The concepts of rate of convergence and the asymptotic error constant will have an important role in our analysis, so we recall their definitions next.

### Definition 2.5

Consider a method that generates a sequence $$(x^{k})\subseteq \mathbb{R}^{n}$$ such that the sequence converges to $${x}^{*}$$, where $${x}^{k}\neq {x}^{*}, \forall k$$. If $$\alpha >0$$ and $$\lambda >0$$ with

$$\lim_{k\rightarrow \infty } \frac{ \Vert {x}^{k+1}-{x}^{*} \Vert }{ \Vert {x}^{k}-{x}^{*} \Vert ^{\alpha }} = \lambda ,$$

then $$(x^{k})$$ is said to converge to $$x^{*}$$ with order α and asymptotic error constant λ. When $$\alpha =2$$, we say that the method converges quadratically.

### 2.1 Main assumptions

The following are our main assumptions for establishing quadratic convergence.

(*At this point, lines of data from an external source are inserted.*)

use std::str::FromStr;

use serde::{Deserialize, Serialize};
use strum::AsRefStr;
use tracing::debug;

use super::{
    languages::score_languages,
    level::score_level,
    location::evaluate_location,
    prefilter::PreFilterConfig,
    responsibilities::score_responsibilities,
    salary::score_salary,
    skills::match_tokens,
    weights::{Weights, MATCH_WEIGHTS},
};
use crate::{
    error::ConfigError,
    schema::{CandidateProfile, VacancyRecord},
};

#[derive(Debug, Clone, Copy, PartialEq, Eq, Hash, Serialize, Deserialize, AsRefStr)]
pub enum MatchQuality {
    Low,
    Medium,
    High,
}

/// Lower bounds (inclusive) of the Medium and High tiers.
#[derive(Debug, Clone, Copy, PartialEq)]
pub struct QualityThresholds {
    pub medium: f64,
    pub high: f64,
}

pub const QUALITY_THRESHOLDS: QualityThresholds = QualityThresholds {
    medium: 50.0,
    high: 80.0,
};

impl Default for QualityThresholds {
    fn default() -> Self {
        QUALITY_THRESHOLDS
    }
}

impl QualityThresholds {
    pub fn validate(&self) -> Result<(), ConfigError> {
        let ordered = self.medium.is_finite()
            && self.high.is_finite()
            && 0.0 <= self.medium
            && self.medium <= self.high
            && self.high <= 100.0;
        if ordered {
            Ok(())
        } else {
            Err(ConfigError::InvertedThresholds {
                medium: self.medium,
                high: self.high,
            })
        }
    }

    pub fn classify(&self, overall: f64) -> MatchQuality {
        if overall >= self.high {
            MatchQuality::High
        } else if overall >= self.medium {
            MatchQuality::Medium
        } else {
            MatchQuality::Low
        }
    }
}

#[derive(Debug, Clone)]
pub struct MatchingConfig {
    pub weights: Weights,
    pub thresholds: QualityThresholds,
    pub prefilter: PreFilterConfig,
}

impl Default for MatchingConfig {
    fn default() -> Self {
        Self {
            weights: MATCH_WEIGHTS,
            thresholds: QUALITY_THRESHOLDS,
            prefilter: PreFilterConfig::default(),
        }
    }
}

fn parse_override<T: FromStr>(
    lookup: &impl Fn(&str) -> Option<String>,
    key: &'static str,
) -> Result<Option<T>, ConfigError> {
    match lookup(key) {
        None => Ok(None),
        Some(raw) if raw.trim().is_empty() => Ok(None),
        Some(raw) => raw
            .trim()
            .parse()
            .map(Some)
            .map_err(|_| ConfigError::InvalidEnv { key, value: raw }),
    }
}

impl MatchingConfig {
    /// Checks weights, thresholds and prefilter settings together.
    pub fn validate(&self) -> Result<(), ConfigError> {
        self.weights.validate()?;
        self.thresholds.validate()?;
        self.prefilter.validate()
    }

    /// Defaults with `JM_QUALITY_HIGH`, `JM_QUALITY_MEDIUM`,
    /// `JM_PREFILTER_SALARY_TOLERANCE` and `JM_PREFILTER_REQUIRE_CATEGORY`
    /// applied. Weights are fixed.
    pub fn from_env() -> Result<Self, ConfigError> {
        Self::from_lookup(|key| std::env::var(key).ok())
    }

    pub fn from_lookup(lookup: impl Fn(&str) -> Option<String>) -> Result<Self, ConfigError> {
        let mut config = Self::default();

        if let Some(high) = parse_override(&lookup, "JM_QUALITY_HIGH")? {
            config.thresholds.high = high;
        }
        if let Some(medium) = parse_override(&lookup, "JM_QUALITY_MEDIUM")? {
            config.thresholds.medium = medium;
        }
        if let Some(tolerance) = parse_override(&lookup, "JM_PREFILTER_SALARY_TOLERANCE")? {
            config.prefilter.salary_tolerance = tolerance;
        }
        if let Some(require) = parse_override(&lookup, "JM_PREFILTER_REQUIRE_CATEGORY")? {
            config.prefilter.require_category = require;
        }

        config.validate()?;
        Ok(config)
    }
}

/// Raw (unrounded) per-dimension scores, each in 0..=100.
#[derive(Debug, Clone, Copy, PartialEq, Default)]
pub struct DimensionScores {
    pub skills: f64,
    pub tools: f64,
    pub responsibilities: f64,
    pub languages: f64,
    pub location: f64,
    pub salary: f64,
    pub level: f64,
}

impl DimensionScores {
    /// Runs all seven scorers for one pair.
    pub fn compute(candidate: &CandidateProfile, vacancy: &VacancyRecord) -> Self {
        let skills = match_tokens(&candidate.skills, &vacancy.required_skills);
        let tools = match_tokens(&candidate.tools, &vacancy.required_tools);
        let location = evaluate_location(&candidate.location, &vacancy.location);
        debug!(
            missing_skills = ?skills.missing,
            missing_tools = ?tools.missing,
            location_rule = location.rule.as_ref(),
            location = %location.details,
            "dimension details"
        );

        Self {
            skills: skills.score(),
            tools: tools.score(),
            responsibilities: score_responsibilities(
                &candidate.responsibilities,
                &vacancy.responsibilities,
            ),
            languages: score_languages(&candidate.languages, &vacancy.required_languages),
            location: location.score,
            salary: score_salary(&candidate.salary_expectation, &vacancy.salary_offer),
            level: score_level(
                candidate.seniority_level.as_deref(),
                vacancy.seniority_level.as_deref(),
            ),
        }
    }

    fn map(self, f: impl Fn(f64) -> f64) -> Self {
        Self {
            skills: f(self.skills),
            tools: f(self.tools),
            responsibilities: f(self.responsibilities),
            languages: f(self.languages),
            location: f(self.location),
            salary: f(self.salary),
            level: f(self.level),
        }
    }

    pub fn clamped(self) -> Self {
        self.map(clamp_score)
    }
}

#[derive(Debug, Clone, Copy, PartialEq)]
pub struct Aggregate {
    pub overall: f64,
    pub quality: MatchQuality,
}

/// Weighted sum of the dimension scores plus its quality tier.
pub fn aggregate(
    scores: &DimensionScores,
    weights: &Weights,
    thresholds: &QualityThresholds,
) -> Aggregate {
    let s = scores.clamped();
    let overall = clamp_score(
        s.skills * weights.skills
            + s.tools * weights.tools
            + s.responsibilities * weights.responsibilities
            + s.languages * weights.languages
            + s.location * weights.location
            + s.salary * weights.salary
            + s.level * weights.level,
    );

    Aggregate {
        overall,
        quality: thresholds.classify(overall),
    }
}

/// NaN collapses to 0.
pub fn clamp_score(score: f64) -> f64 {
    if score.is_nan() {
        0.0
    } else {
        score.clamp(0.0, 100.0)
    }
}

pub fn round2(value: f64) -> f64 {
    (value * 100.0).round() / 100.0
}

/// Engine output for one (candidate, vacancy) pair. Scores are clamped to
/// 0..=100 and rounded to two decimals.
#[derive(Debug, Clone, Copy, PartialEq, Serialize, Deserialize)]
pub struct MatchResult {
    pub overall_score: f64,
    pub quality: MatchQuality,
    pub skills_score: f64,
    pub tools_score: f64,
    pub responsibilities_score: f64,
    pub languages_score: f64,
    pub location_score: f64,
    pub salary_score: f64,
    pub level_score: f64,
}

impl MatchResult {
    /// Rounds at the boundary. Quality is classified from the rounded overall.
    pub fn from_scores(
        scores: &DimensionScores,
        weights: &Weights,
        thresholds: &QualityThresholds,
    ) -> Self {
        let aggregate = aggregate(scores, weights, thresholds);
        let overall_score = round2(aggregate.overall);
        let rounded = scores.clamped().map(round2);

        Self {
            overall_score,
            quality: thresholds.classify(overall_score),
            skills_score: rounded.skills,
            tools_score: rounded.tools,
            responsibilities_score: rounded.responsibilities,
            languages_score: rounded.languages,
            location_score: rounded.location,
            salary_score: rounded.salary,
            level_score: rounded.level,
        }
    }
}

We follow the analysis from [4].

($$H_{0}$$):

Problem (1) has a solution, denoted by $$x^{*}$$. There exists $$r>0$$ such that

$$f\in {\mathcal{C}}^{1}(B(x^{*},r))$$. Denote $$D_{1}:=B(x^{*},r)$$ throughout.

($$H_{1}$$):

$$J_{f}(x)$$ is nonsingular for all $$x\in D_{1}$$ and there exists $$\gamma _{1}>0$$ such that

$$\bigl\Vert J_{f}(x)^{-1} \bigr\Vert \le \gamma _{1},\quad \text{for all }x\in D_{1} .$$
(5)
($$H_{2}$$):

The function s is a $${\mathcal{C}}^{1}$$-homeomorphism from $$D_{1}$$ to $$s(D_{1})$$ and there exists $$\gamma _{2}>0$$ such that

$$\bigl\Vert J_{s}(x) \bigr\Vert \le \gamma _{2},\quad \text{for all }x\in D_{1} .$$
(6)
($$H_{3}$$):

Denote $$D_{2}:= s(D_{1})$$. There exist $$\beta _{1},\beta _{2}>0$$ such that $$J_{f}\in \operatorname{Lip}_{\beta _{1}}(D_{1})$$ and $$J_{s^{-1}}\in \operatorname{Lip}_{\beta _{2}}(D_{2})$$.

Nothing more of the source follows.